Officials attributed the missed target mainly to around Rs200 billion in unpaid power purchase dues from K-Electric and weaker-than-expected financial performance by several distribution companies.
One official said the sector faced an overall cash shortfall of about Rs300 billion by June 30 because expected payments from K-Electric and some DISCOs did not materialise.
The June-end debt figure remained above target despite cabinet-approved adjustments against K-Electric’s subsidy claims.
The IMF had projected that lower international fuel prices, improved bill recoveries, reduced technical losses and declining interest rates would generate subsidy savings and cut circular debt by Rs779 billion to Rs1.614 trillion, equivalent to 1.4% of GDP, by June 30.
However, the Power Division had already warned the Economic Coordination Committee that circular debt had reached Rs1.924 trillion by May 31, including Rs873 billion owed to banks under circular debt financing.
The Division said Rs893 billion had been allocated for power sector subsidies. Of this, Rs257 billion was earmarked under Finance Division Demand No. 45 for payments to government power plants and independent power producers as government equity.
Only Rs105 billion had been released, leaving Rs152 billion to be transferred to the Central Power Purchasing Agency-Guaranteed before the fiscal year ended.
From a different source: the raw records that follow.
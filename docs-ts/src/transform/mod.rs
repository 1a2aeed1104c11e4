mod decl;
mod expr;
mod type_expr;

use crate::gather::DeclRef;
use crate::gather::FileExports;
use crate::gather::ImportKind;
use crate::jsdoc::DocComment;
use crate::node::DocNode;
use crate::node::NodeKind;
use ahash::HashSet;
use ahash::HashSetExt;
use parse_ts::ast::node::Node;
use parse_ts::ast::TopLevel;

/// One import group the transformed declarations actually referenced,
/// aggregated by specifier.
#[derive(Clone, Debug, PartialEq, Eq)]
pub struct Dependency {
  pub specifier: String,
  pub imports: Vec<DependencyImport>,
}

#[derive(Clone, Debug, PartialEq, Eq)]
pub struct DependencyImport {
  pub kind: ImportKind,
  pub local: String,
  pub imported: String,
}

/// Lowers AST declarations of one file into documentation nodes.
///
/// Stateless per declaration, but carries two side channels across calls:
/// the dependency list (imports referenced by transformed declarations) and
/// the set of warned-unknown syntax kinds.
pub struct Transformer<'a> {
  pub(crate) file: &'a str,
  pub(crate) top: &'a Node<TopLevel>,
  pub(crate) exports: &'a FileExports,
  dependencies: Vec<Dependency>,
  /// Declarations currently being inlined; re-entry is a cycle and falls
  /// back to an identifier node.
  pub(crate) in_progress: HashSet<DeclRef>,
  warned: HashSet<String>,
}

impl<'a> Transformer<'a> {
  pub fn new(file: &'a str, top: &'a Node<TopLevel>, exports: &'a FileExports) -> Transformer<'a> {
    Transformer {
      file,
      top,
      exports,
      dependencies: Vec::new(),
      in_progress: HashSet::new(),
      warned: HashSet::new(),
    }
  }

  /// Dependencies referenced so far, aggregated by specifier.
  pub fn dependencies(&self) -> &[Dependency] {
    &self.dependencies
  }

  pub(crate) fn record_dependency(
    &mut self,
    specifier: &str,
    kind: ImportKind,
    local: &str,
    imported: &str,
  ) {
    let import = DependencyImport {
      kind,
      local: local.to_string(),
      imported: imported.to_string(),
    };
    if let Some(dep) = self
      .dependencies
      .iter_mut()
      .find(|d| d.specifier == specifier)
    {
      if !dep.imports.contains(&import) {
        dep.imports.push(import);
      }
    } else {
      self.dependencies.push(Dependency {
        specifier: specifier.to_string(),
        imports: vec![import],
      });
    }
  }

  /// Log an unknown syntactic form once and degrade to `any`.
  pub(crate) fn unknown(&mut self, kind: &str) -> DocNode {
    if self.warned.insert(kind.to_string()) {
      tracing::warn!(file = self.file, kind, "unhandled syntax in transformer");
    }
    NodeKind::Any.into()
  }

  pub(crate) fn parse_doc(raw: &Option<String>) -> DocComment {
    raw
      .as_deref()
      .map(DocComment::parse)
      .unwrap_or_default()
  }

  /// Distribute `@param`/`@returns` descriptions of `doc` into a function
  /// node's parameter and return sub-nodes.
  pub(crate) fn distribute_fn_docs(node: &mut DocNode, doc: &DocComment) {
    let NodeKind::Function(func) = &mut node.kind else {
      return;
    };
    for param in func.parameters.iter_mut() {
      let NodeKind::Parameter { name, .. } = &param.kind else {
        continue;
      };
      if let Some(desc) = doc.params.get(name) {
        if !desc.is_empty() {
          param.docs.description = Some(desc.clone());
        }
      }
    }
    if let Some(returns) = &doc.returns {
      func.return_type.docs.description = Some(returns.clone());
    }
  }

  pub(crate) fn local_decl(&self, name: &str) -> Option<DeclRef> {
    self.exports.lookup(name, &[])
  }
}
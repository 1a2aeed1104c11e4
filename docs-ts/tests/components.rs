mod common;

use common::fixture;
use docs_ts::NodeKind;

#[test]
fn function_returning_jsx_becomes_component() {
  let loader = fixture(&[(
    "/button.tsx",
    "export interface ButtonProps { label: string; disabled?: boolean }\n\
     /** Renders a button. */\n\
     export function Button(props: ButtonProps) {\n\
       return <button>{props.label}</button>;\n\
     }",
  )]);
  let result = loader.load("/button.tsx", None).unwrap();
  let button = &result.exports["Button"];
  let NodeKind::Component(button_node) = &button.kind else {
    panic!("expected component, got {button:?}");
  };
  assert_eq!(button_node.id, "/button.tsx:Button");
  assert_eq!(button_node.name, "Button");
  assert_eq!(button.docs.description.as_deref(), Some("Renders a button."));
  let props = button_node.props.as_ref().expect("props");
  let NodeKind::Interface(props) = &props.kind else {
    panic!("expected inlined props interface, got {props:?}");
  };
  assert_eq!(props.id, "/button.tsx:ButtonProps");
  let disabled = &props.properties["disabled"];
  assert!(matches!(&disabled.kind, NodeKind::Property(p) if p.optional));
}

#[test]
fn forward_ref_wrapper_is_transparent() {
  let loader = fixture(&[(
    "/link.tsx",
    "import {forwardRef} from 'react';\n\
     interface LinkProps { href: string }\n\
     export const Link = forwardRef((props: LinkProps, ref: Ref<HTMLAnchorElement>) => <a href={props.href} />);",
  )]);
  let result = loader.load("/link.tsx", None).unwrap();
  let link = &result.exports["Link"];
  let NodeKind::Component(link) = &link.kind else {
    panic!("expected component, got {link:?}");
  };
  assert!(link.props.is_some());
  assert!(link.ref_type.is_some());
}

#[test]
fn explicit_jsx_element_annotation_counts() {
  let loader = fixture(&[(
    "/widget.tsx",
    "export function Widget(props: {}): JSX.Element { return build(props); }",
  )]);
  let result = loader.load("/widget.tsx", None).unwrap();
  assert!(matches!(
    &result.exports["Widget"].kind,
    NodeKind::Component(_)
  ));
}

#[test]
fn clone_element_return_counts() {
  let loader = fixture(&[(
    "/wrap.tsx",
    "export function Wrapped(props: { child: any }) {\n\
       return cloneElement(props.child, {});\n\
     }",
  )]);
  let result = loader.load("/wrap.tsx", None).unwrap();
  assert!(matches!(
    &result.exports["Wrapped"].kind,
    NodeKind::Component(_)
  ));
}

#[test]
fn plain_function_stays_a_function() {
  let loader = fixture(&[(
    "/math.ts",
    "/** Adds.\n * @param a left operand\n * @param b right operand\n * @returns the sum\n */\n\
     export function add(a: number, b: number): number { return a + b; }",
  )]);
  let result = loader.load("/math.ts", None).unwrap();
  let add = &result.exports["add"];
  let NodeKind::Function(add_fn) = &add.kind else {
    panic!("expected function, got {add:?}");
  };
  assert_eq!(add_fn.id.as_deref(), Some("/math.ts:add"));
  assert_eq!(add.docs.description.as_deref(), Some("Adds."));
  assert_eq!(add_fn.parameters.len(), 2);
  assert_eq!(
    add_fn.parameters[0].docs.description.as_deref(),
    Some("left operand")
  );
  assert_eq!(
    add_fn.return_type.docs.description.as_deref(),
    Some("the sum")
  );
  assert_eq!(add_fn.return_type.kind, NodeKind::Number { value: None });
}

#[test]
fn conditional_jsx_return_counts() {
  let loader = fixture(&[(
    "/cond.tsx",
    "export function Maybe(props: { show: boolean }) {\n\
       if (!props.show) { return null; }\n\
       return <div />;\n\
     }",
  )]);
  let result = loader.load("/cond.tsx", None).unwrap();
  assert!(matches!(
    &result.exports["Maybe"].kind,
    NodeKind::Component(_)
  ));
}
use super::Parser;
use crate::ast::class::*;
use crate::ast::node::Node;
use crate::ast::type_expr::IndexSig;
use crate::error::SyntaxErrorType;
use crate::error::SyntaxResult;
use crate::loc::Loc;
use crate::token::TT;

impl<'a> Parser<'a> {
  /// Class body including heritage clauses: everything after the class name.
  pub fn class_body(&mut self) -> SyntaxResult<Node<ClassBody>> {
    let start = self.peek().loc;
    let type_parameters = if self.peek().typ == TT::ChevronLeft {
      self.type_parameters()?
    } else {
      None
    };
    let (extends, extends_type_arguments) = if self.consume_if(TT::KeywordExtends).is_match() {
      let base = self.class_heritage_expr()?;
      let args = if self.peek().typ == TT::ChevronLeft {
        self.try_parse(|p| p.type_arguments())
      } else {
        None
      };
      (Some(base), args)
    } else {
      (None, None)
    };
    let mut implements = Vec::new();
    if self.consume_if(TT::KeywordImplements).is_match() {
      loop {
        implements.push(self.type_expr()?);
        if !self.consume_if(TT::Comma).is_match() {
          break;
        }
      }
    }
    self.require(TT::BraceOpen)?;
    let mut members = Vec::new();
    while self.peek().typ != TT::BraceClose {
      if self.consume_if(TT::Semicolon).is_match() {
        continue;
      }
      members.push(self.class_member()?);
    }
    let close = self.require(TT::BraceClose)?;
    let loc = Loc(start.0, close.loc.1);
    Ok(Node::new(loc, ClassBody {
      type_parameters,
      extends,
      extends_type_arguments,
      implements,
      members,
    }))
  }

  /// Heritage expression: a dotted name, without generic arguments (those are
  /// parsed separately so they can land in `extends_type_arguments`).
  fn class_heritage_expr(&mut self) -> SyntaxResult<Node<crate::ast::expr::Expr>> {
    use crate::ast::expr::{Expr, IdExpr, MemberExpr};
    let tok = self.peek();
    let name = self.require_binding_name()?;
    let mut base = Node::new(tok.loc, Expr::Id(Node::new(tok.loc, IdExpr { name })));
    while self.consume_if(TT::Dot).is_match() {
      let right = self.require_name()?;
      let loc = Loc(tok.loc.0, self.peek().loc.0);
      base = Node::new(loc, Expr::Member(Node::new(loc, MemberExpr {
        optional_chaining: false,
        left: base,
        right,
      })));
    }
    Ok(base)
  }

  fn class_member(&mut self) -> SyntaxResult<Node<ClassMember>> {
    let first = self.peek();
    let doc = self.doc_text(&first);
    let start = first.loc;

    while self.consume_if(TT::At).is_match() {
      self.lhs_decorator()?;
    }

    let mut static_ = false;
    let mut abstract_ = false;
    let mut readonly = false;
    let mut override_ = false;
    let mut declare = false;
    let mut accessibility = None;
    let mut async_ = false;
    loop {
      // A modifier keyword immediately followed by a member-name position is
      // a modifier; otherwise it IS the member name (e.g. a field called
      // `static`).
      let [t0, t1] = self.peek_n::<2>();
      let modifies_next = t1.typ.is_name_like()
        || matches!(
          t1.typ,
          TT::LiteralString
            | TT::LiteralNumber
            | TT::BracketOpen
            | TT::PrivateMember
            | TT::Asterisk
        );
      if !modifies_next {
        break;
      }
      match t0.typ {
        TT::KeywordStatic => static_ = true,
        TT::KeywordAbstract => abstract_ = true,
        TT::KeywordReadonly => readonly = true,
        TT::KeywordOverride => override_ = true,
        TT::KeywordDeclare => declare = true,
        TT::KeywordAsync => async_ = true,
        TT::KeywordPublic => accessibility = Some(Accessibility::Public),
        TT::KeywordProtected => accessibility = Some(Accessibility::Protected),
        TT::KeywordPrivate => accessibility = Some(Accessibility::Private),
        _ => break,
      }
      self.consume();
    }

    // Index signature: `[key: string]: T`.
    if self.peek().typ == TT::BracketOpen {
      let [_, t1, t2] = self.peek_n::<3>();
      if t1.typ.is_name_like() && t2.typ == TT::Colon {
        self.consume();
        let parameter_name = self.require_binding_name()?;
        self.require(TT::Colon)?;
        let parameter_type = self.type_expr()?;
        self.require(TT::BracketClose)?;
        self.require(TT::Colon)?;
        let type_annotation = self.type_expr()?;
        self.semi();
        let loc = start.extend(type_annotation.loc);
        return Ok(Node::new(loc, ClassMember {
          key: ClassKey::Ident(parameter_name.clone()),
          static_,
          abstract_,
          readonly,
          optional: false,
          override_,
          declare,
          accessibility,
          type_annotation: None,
          val: ClassVal::Index(Node::new(loc, IndexSig {
            readonly,
            parameter_name,
            parameter_type,
            type_annotation,
            doc: doc.clone(),
          })),
          doc,
        }));
      }
    }

    // Accessors.
    let t = self.peek();
    if t.typ == TT::KeywordGet || t.typ == TT::KeywordSet {
      let [_, t1] = self.peek_n::<2>();
      if t1.typ.is_name_like()
        || matches!(
          t1.typ,
          TT::LiteralString | TT::LiteralNumber | TT::BracketOpen | TT::PrivateMember
        )
      {
        let is_get = self.consume().typ == TT::KeywordGet;
        let key = self.class_key()?;
        let func = self.func_tail(false, false)?;
        let loc = self.member_loc(start);
        return Ok(Node::new(loc, ClassMember {
          key,
          static_,
          abstract_,
          readonly,
          optional: false,
          override_,
          declare,
          accessibility,
          type_annotation: None,
          val: if is_get {
            ClassVal::Getter(func)
          } else {
            ClassVal::Setter(func)
          },
          doc,
        }));
      }
    }

    let generator = self.consume_if(TT::Asterisk).is_match();
    let key = self.class_key()?;
    let optional = self.consume_if(TT::Question).is_match();
    let _ = self.consume_if(TT::Exclamation); // definite assignment

    if matches!(self.peek().typ, TT::ParenthesisOpen | TT::ChevronLeft) {
      let func = self.func_tail(async_, generator)?;
      self.semi();
      let loc = self.member_loc(start);
      return Ok(Node::new(loc, ClassMember {
        key,
        static_,
        abstract_,
        readonly,
        optional,
        override_,
        declare,
        accessibility,
        type_annotation: None,
        val: ClassVal::Method(func),
        doc,
      }));
    }

    let type_annotation = self.consume_if(TT::Colon).and_then(|| self.type_expr())?;
    let initializer = self.consume_if(TT::Equals).and_then(|| self.expr())?;
    self.semi();
    let loc = self.member_loc(start);
    Ok(Node::new(loc, ClassMember {
      key,
      static_,
      abstract_,
      readonly,
      optional,
      override_,
      declare,
      accessibility,
      type_annotation,
      val: ClassVal::Prop(initializer),
      doc,
    }))
  }

  fn member_loc(&mut self, start: Loc) -> Loc {
    let end = self.peek().loc.0;
    Loc(start.0, end.max(start.1))
  }

  fn class_key(&mut self) -> SyntaxResult<ClassKey> {
    let t = self.peek();
    match t.typ {
      TT::PrivateMember => {
        let tok = self.consume();
        Ok(ClassKey::Private(self.string(tok.loc)))
      }
      TT::LiteralString => {
        let tok = self.consume();
        Ok(ClassKey::String(super::decode_str_literal(
          self.str(tok.loc),
        )))
      }
      TT::LiteralNumber => {
        let tok = self.consume();
        Ok(ClassKey::Number(self.string(tok.loc)))
      }
      TT::BracketOpen => {
        self.consume();
        let expr = self.expr()?;
        self.require(TT::BracketClose)?;
        Ok(ClassKey::Computed(expr))
      }
      typ if typ.is_name_like() => Ok(ClassKey::Ident(self.consume_as_string())),
      _ => Err(t.error(SyntaxErrorType::ExpectedSyntax("class member name"))),
    }
  }
}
The Power Division sought a Technical Supplementary Grant rather than additional fiscal support, arguing that the funds were needed to bring the debt stock closer to targets under the Circular Debt Management Plan and commitments made to the IMF.
It also proposed diverting Rs97.649 billion left under K-Electric’s Tariff Differential Subsidy head to the Inter-DISCO Tariff Differential account. CPPA-G and the Pakistan Power Management Company supported the proposal and called for all budgeted subsidies to be released before June 30.
Two options were presented to the ECC. The first involved releasing the full Rs97.649 billion as an advance against future tariff differential claims and adjusting Tribal Areas Electric Supply Company arrears of Rs44.198 billion against outstanding subsidy advances.
The second proposed releasing Rs53.451 billion as an advance subsidy and allocating Rs44.198 billion separately for TESCO arrears.
The ECC partially approved the Power Division’s June 16 summary on the release of the Rs152 billion grant and budget reappropriation. It allowed Rs54.451 billion after adjusting Rs97.549 billion from the total amount.
During the meeting, the ECC was told that K-Electric’s unpaid dues had materially added to circular debt. It directed the Power Division to pursue the legal case after the High Court’s decision in consultation with the Ministry of Law and Justice and the Attorney General.
Sources said the Power Division was actively pursuing the matter and expected a court ruling during July.